### [Assignment]
Below this line is the material. Write out only its lines from the one containing "filename src/matcher/completion.rs" through the one containing "let mut completions = Vec::new();", both kept, exactly.

### [Data for analysis]
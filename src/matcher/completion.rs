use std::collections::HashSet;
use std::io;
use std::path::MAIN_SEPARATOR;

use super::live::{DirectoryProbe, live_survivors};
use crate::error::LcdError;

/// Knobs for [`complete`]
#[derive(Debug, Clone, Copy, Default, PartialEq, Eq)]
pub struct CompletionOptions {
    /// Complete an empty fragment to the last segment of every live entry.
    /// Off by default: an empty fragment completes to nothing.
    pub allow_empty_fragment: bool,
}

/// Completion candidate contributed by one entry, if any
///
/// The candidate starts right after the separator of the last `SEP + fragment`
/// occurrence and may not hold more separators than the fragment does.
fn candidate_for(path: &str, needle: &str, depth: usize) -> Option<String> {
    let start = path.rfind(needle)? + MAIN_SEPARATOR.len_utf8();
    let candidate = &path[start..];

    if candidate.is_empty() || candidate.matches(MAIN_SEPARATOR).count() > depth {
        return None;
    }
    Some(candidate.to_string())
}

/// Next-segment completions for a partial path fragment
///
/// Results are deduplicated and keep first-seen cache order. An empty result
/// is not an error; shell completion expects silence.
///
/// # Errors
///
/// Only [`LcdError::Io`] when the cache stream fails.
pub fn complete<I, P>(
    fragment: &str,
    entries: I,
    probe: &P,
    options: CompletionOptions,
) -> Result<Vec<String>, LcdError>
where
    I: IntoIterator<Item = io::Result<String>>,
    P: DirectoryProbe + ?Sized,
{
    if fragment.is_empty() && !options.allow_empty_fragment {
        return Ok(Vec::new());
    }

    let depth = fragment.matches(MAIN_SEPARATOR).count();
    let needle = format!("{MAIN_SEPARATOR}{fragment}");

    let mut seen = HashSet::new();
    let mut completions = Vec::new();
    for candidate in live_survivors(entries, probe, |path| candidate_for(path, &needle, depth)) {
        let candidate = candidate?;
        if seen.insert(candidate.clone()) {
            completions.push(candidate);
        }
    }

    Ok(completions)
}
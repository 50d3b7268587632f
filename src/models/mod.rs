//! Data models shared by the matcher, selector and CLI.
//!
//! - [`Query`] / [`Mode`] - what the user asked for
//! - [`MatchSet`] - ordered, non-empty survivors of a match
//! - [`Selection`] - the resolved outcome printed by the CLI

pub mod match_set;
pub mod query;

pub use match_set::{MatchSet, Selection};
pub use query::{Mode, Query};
...
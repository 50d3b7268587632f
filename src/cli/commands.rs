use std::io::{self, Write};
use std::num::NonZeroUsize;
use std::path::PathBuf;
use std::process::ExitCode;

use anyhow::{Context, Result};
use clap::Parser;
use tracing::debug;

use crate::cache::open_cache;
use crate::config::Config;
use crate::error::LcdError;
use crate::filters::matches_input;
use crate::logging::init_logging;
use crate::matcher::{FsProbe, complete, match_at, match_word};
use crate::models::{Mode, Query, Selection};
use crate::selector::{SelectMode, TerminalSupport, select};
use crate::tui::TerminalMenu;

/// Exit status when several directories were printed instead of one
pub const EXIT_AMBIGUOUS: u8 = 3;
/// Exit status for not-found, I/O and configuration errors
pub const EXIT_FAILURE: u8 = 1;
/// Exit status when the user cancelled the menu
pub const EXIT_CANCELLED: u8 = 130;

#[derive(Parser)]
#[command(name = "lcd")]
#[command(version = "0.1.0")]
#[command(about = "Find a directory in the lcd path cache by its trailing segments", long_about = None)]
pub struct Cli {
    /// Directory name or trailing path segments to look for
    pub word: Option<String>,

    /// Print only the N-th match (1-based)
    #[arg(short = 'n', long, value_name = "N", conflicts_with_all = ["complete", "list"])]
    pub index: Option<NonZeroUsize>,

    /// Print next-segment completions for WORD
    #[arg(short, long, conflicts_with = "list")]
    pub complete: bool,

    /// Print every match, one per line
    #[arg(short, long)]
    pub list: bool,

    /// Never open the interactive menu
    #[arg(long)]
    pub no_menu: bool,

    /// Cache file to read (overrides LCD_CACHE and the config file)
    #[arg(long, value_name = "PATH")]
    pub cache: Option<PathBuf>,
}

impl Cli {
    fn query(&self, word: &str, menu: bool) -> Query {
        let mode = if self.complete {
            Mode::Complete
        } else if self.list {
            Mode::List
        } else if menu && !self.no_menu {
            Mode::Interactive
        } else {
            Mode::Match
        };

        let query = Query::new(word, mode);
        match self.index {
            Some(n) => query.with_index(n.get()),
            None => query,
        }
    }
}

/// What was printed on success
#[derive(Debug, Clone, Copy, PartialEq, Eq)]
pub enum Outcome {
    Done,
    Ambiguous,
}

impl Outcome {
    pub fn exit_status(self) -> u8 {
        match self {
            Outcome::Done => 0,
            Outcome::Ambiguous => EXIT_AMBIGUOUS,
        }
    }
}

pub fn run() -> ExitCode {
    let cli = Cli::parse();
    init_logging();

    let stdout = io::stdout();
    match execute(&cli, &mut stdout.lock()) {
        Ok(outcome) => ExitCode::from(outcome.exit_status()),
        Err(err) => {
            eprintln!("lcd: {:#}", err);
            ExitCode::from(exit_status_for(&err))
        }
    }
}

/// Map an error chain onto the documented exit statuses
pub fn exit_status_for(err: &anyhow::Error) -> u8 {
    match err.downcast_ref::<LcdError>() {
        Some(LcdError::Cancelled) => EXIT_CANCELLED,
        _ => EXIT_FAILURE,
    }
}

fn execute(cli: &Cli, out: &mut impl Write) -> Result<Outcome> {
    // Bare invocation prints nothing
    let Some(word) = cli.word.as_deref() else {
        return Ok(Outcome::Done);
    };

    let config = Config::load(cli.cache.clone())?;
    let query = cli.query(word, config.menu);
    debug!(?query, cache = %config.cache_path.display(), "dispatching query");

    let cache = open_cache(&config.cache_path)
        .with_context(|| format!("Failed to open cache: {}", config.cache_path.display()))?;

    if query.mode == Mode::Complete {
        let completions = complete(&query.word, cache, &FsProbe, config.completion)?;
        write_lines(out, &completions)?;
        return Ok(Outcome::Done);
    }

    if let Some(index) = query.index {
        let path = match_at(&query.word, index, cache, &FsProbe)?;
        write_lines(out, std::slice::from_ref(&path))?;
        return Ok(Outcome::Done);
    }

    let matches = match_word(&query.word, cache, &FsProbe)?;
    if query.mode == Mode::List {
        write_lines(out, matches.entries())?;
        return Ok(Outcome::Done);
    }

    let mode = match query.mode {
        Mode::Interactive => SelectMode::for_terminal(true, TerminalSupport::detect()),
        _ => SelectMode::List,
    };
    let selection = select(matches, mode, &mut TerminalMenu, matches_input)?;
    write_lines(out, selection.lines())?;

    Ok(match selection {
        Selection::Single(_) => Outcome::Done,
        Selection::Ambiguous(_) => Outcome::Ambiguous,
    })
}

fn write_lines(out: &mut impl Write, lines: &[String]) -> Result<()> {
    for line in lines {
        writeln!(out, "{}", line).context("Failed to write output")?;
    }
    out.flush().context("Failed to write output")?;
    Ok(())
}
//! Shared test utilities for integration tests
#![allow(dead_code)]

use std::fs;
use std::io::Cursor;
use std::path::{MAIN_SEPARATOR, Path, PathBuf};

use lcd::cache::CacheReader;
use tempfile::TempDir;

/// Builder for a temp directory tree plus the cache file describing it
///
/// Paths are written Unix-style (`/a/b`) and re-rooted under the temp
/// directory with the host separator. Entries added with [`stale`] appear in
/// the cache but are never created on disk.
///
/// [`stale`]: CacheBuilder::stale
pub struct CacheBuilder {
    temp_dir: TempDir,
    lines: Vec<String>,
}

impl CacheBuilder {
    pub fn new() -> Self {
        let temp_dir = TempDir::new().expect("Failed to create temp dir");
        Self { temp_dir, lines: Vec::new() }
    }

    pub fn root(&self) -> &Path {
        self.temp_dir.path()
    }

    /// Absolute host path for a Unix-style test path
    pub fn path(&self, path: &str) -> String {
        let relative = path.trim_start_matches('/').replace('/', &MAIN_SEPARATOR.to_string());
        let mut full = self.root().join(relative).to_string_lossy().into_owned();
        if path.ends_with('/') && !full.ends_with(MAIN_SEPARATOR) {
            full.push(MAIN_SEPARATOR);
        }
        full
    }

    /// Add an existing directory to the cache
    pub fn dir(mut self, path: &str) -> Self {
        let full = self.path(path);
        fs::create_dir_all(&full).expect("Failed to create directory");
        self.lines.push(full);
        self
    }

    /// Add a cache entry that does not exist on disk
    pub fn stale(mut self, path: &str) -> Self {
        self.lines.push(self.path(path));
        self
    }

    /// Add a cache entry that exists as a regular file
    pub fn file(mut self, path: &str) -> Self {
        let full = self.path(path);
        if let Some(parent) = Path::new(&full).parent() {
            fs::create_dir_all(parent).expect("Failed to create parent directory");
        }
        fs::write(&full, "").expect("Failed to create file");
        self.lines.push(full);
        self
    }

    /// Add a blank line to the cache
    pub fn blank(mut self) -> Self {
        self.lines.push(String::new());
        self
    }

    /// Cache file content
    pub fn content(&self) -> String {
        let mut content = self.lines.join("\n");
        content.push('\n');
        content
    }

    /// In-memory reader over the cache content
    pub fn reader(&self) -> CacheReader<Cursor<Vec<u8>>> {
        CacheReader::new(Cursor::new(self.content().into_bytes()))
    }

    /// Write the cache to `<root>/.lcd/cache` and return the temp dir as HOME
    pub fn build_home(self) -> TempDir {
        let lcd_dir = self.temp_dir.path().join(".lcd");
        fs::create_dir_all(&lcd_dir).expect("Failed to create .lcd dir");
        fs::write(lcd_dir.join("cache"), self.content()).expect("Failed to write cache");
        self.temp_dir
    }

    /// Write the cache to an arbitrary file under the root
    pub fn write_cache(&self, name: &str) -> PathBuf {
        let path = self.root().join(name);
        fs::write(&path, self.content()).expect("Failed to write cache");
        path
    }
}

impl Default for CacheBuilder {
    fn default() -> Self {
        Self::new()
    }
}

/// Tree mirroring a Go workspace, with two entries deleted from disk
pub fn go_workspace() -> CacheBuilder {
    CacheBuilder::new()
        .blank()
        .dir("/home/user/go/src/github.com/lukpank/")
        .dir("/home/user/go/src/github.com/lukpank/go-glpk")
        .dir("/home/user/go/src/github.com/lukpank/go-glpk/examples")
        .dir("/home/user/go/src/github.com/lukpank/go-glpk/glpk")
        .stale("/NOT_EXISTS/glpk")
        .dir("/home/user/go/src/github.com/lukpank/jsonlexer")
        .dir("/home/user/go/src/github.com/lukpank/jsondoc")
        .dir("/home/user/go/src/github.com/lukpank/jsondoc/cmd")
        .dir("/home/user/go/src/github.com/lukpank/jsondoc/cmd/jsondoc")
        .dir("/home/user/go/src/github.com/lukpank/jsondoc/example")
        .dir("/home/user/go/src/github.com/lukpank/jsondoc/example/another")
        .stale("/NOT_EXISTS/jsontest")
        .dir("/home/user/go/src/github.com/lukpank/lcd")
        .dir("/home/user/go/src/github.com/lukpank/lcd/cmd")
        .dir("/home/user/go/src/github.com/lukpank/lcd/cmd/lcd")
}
--
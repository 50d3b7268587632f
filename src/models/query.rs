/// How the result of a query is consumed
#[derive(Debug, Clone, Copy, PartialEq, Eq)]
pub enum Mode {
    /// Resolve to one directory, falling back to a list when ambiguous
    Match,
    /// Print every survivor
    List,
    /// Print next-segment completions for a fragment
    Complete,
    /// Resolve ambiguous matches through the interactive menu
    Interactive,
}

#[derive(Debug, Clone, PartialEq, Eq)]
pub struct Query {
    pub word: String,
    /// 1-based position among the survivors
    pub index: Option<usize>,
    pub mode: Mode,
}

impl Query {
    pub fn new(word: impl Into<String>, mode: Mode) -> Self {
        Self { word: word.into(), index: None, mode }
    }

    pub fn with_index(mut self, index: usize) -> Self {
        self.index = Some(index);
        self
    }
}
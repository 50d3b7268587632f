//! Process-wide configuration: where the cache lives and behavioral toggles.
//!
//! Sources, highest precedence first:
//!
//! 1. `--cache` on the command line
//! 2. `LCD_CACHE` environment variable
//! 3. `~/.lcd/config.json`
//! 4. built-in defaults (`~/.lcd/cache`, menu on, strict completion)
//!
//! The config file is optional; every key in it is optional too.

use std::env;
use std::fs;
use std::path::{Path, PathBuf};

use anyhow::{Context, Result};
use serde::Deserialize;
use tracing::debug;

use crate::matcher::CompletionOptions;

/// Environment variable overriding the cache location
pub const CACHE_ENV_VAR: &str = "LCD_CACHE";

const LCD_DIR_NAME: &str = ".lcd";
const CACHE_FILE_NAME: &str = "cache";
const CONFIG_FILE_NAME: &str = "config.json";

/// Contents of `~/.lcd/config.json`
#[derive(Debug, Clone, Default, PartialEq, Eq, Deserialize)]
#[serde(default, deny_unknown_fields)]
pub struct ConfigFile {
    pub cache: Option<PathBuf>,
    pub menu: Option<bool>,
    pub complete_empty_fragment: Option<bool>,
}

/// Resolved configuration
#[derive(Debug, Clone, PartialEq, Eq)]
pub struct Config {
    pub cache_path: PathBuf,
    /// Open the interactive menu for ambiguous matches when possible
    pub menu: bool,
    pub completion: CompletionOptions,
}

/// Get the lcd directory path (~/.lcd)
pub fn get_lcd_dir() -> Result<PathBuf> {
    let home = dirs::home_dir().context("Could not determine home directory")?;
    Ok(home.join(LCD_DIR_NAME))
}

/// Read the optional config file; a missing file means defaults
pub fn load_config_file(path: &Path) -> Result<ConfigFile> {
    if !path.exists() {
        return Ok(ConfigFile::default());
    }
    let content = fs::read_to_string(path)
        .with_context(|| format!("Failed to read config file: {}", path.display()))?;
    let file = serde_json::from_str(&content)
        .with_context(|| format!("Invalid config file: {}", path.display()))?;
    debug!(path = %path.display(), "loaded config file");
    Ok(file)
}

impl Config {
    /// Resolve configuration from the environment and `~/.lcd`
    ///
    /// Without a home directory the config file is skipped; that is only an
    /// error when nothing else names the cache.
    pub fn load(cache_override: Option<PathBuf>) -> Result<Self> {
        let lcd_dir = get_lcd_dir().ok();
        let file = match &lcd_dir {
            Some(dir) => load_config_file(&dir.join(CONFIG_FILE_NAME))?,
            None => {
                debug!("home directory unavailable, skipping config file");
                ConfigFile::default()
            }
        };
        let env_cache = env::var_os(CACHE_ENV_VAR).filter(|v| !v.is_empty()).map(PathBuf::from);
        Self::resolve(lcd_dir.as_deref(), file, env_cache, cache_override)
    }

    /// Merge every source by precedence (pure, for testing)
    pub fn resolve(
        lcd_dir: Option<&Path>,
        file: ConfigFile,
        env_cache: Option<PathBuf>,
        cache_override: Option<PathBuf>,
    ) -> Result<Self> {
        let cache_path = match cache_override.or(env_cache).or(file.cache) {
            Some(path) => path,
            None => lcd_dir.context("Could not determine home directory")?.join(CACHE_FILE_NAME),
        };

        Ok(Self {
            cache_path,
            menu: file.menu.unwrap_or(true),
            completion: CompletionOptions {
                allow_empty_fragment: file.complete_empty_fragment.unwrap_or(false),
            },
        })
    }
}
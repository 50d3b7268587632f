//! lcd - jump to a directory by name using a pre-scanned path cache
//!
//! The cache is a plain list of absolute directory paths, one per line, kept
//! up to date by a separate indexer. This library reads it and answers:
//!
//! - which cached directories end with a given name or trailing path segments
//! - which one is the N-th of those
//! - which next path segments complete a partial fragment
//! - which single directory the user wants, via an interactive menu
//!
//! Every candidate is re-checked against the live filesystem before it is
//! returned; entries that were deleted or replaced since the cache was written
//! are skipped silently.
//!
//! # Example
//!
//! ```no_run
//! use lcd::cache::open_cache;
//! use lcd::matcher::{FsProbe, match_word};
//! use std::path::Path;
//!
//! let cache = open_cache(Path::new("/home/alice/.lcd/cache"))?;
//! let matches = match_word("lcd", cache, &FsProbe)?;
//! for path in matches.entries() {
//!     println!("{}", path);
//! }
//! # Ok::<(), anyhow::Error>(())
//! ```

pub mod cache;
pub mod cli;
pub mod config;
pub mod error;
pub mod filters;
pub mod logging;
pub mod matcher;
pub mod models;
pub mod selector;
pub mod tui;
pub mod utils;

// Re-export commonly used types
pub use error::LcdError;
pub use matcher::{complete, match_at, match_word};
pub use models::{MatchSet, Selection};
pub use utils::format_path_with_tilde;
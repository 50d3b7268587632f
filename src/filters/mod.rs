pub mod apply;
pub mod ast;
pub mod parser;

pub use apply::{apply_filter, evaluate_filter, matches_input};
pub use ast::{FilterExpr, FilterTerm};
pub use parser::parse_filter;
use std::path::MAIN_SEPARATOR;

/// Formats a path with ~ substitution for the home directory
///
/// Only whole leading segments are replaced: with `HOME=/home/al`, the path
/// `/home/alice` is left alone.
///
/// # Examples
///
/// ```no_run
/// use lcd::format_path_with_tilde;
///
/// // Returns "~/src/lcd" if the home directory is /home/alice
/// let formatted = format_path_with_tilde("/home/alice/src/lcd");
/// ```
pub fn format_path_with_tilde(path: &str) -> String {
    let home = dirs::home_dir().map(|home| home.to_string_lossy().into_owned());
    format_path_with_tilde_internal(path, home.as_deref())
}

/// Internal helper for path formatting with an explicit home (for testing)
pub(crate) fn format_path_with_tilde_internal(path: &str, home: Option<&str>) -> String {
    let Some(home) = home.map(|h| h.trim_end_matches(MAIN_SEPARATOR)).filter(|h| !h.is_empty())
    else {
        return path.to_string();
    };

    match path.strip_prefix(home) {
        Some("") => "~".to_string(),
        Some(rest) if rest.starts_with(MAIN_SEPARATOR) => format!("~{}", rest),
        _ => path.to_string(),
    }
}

### [Solution to the problem]
filename src/matcher/completion.rs
use std::collections::HashSet;
use std::io;
use std::path::MAIN_SEPARATOR;

use super::live::{DirectoryProbe, live_survivors};
use crate::error::LcdError;

/// Knobs for [`complete`]
#[derive(Debug, Clone, Copy, Default, PartialEq, Eq)]
pub struct CompletionOptions {
    /// Complete an empty fragment to the last segment of every live entry.
    /// Off by default: an empty fragment completes to nothing.
    pub allow_empty_fragment: bool,
}

/// Completion candidate contributed by one entry, if any
///
/// The candidate starts right after the separator of the last `SEP + fragment`
/// occurrence and may not hold more separators than the fragment does.
fn candidate_for(path: &str, needle: &str, depth: usize) -> Option<String> {
    let start = path.rfind(needle)? + MAIN_SEPARATOR.len_utf8();
    let candidate = &path[start..];

    if candidate.is_empty() || candidate.matches(MAIN_SEPARATOR).count() > depth {
        return None;
    }
    Some(candidate.to_string())
}

/// Next-segment completions for a partial path fragment
///
/// Results are deduplicated and keep first-seen cache order. An empty result
/// is not an error; shell completion expects silence.
///
/// # Errors
///
/// Only [`LcdError::Io`] when the cache stream fails.
pub fn complete<I, P>(
    fragment: &str,
    entries: I,
    probe: &P,
    options: CompletionOptions,
) -> Result<Vec<String>, LcdError>
where
    I: IntoIterator<Item = io::Result<String>>,
    P: DirectoryProbe + ?Sized,
{
    if fragment.is_empty() && !options.allow_empty_fragment {
        return Ok(Vec::new());
    }

    let depth = fragment.matches(MAIN_SEPARATOR).count();
    let needle = format!("{MAIN_SEPARATOR}{fragment}");

    let mut seen = HashSet::new();
    let mut completions = Vec::new();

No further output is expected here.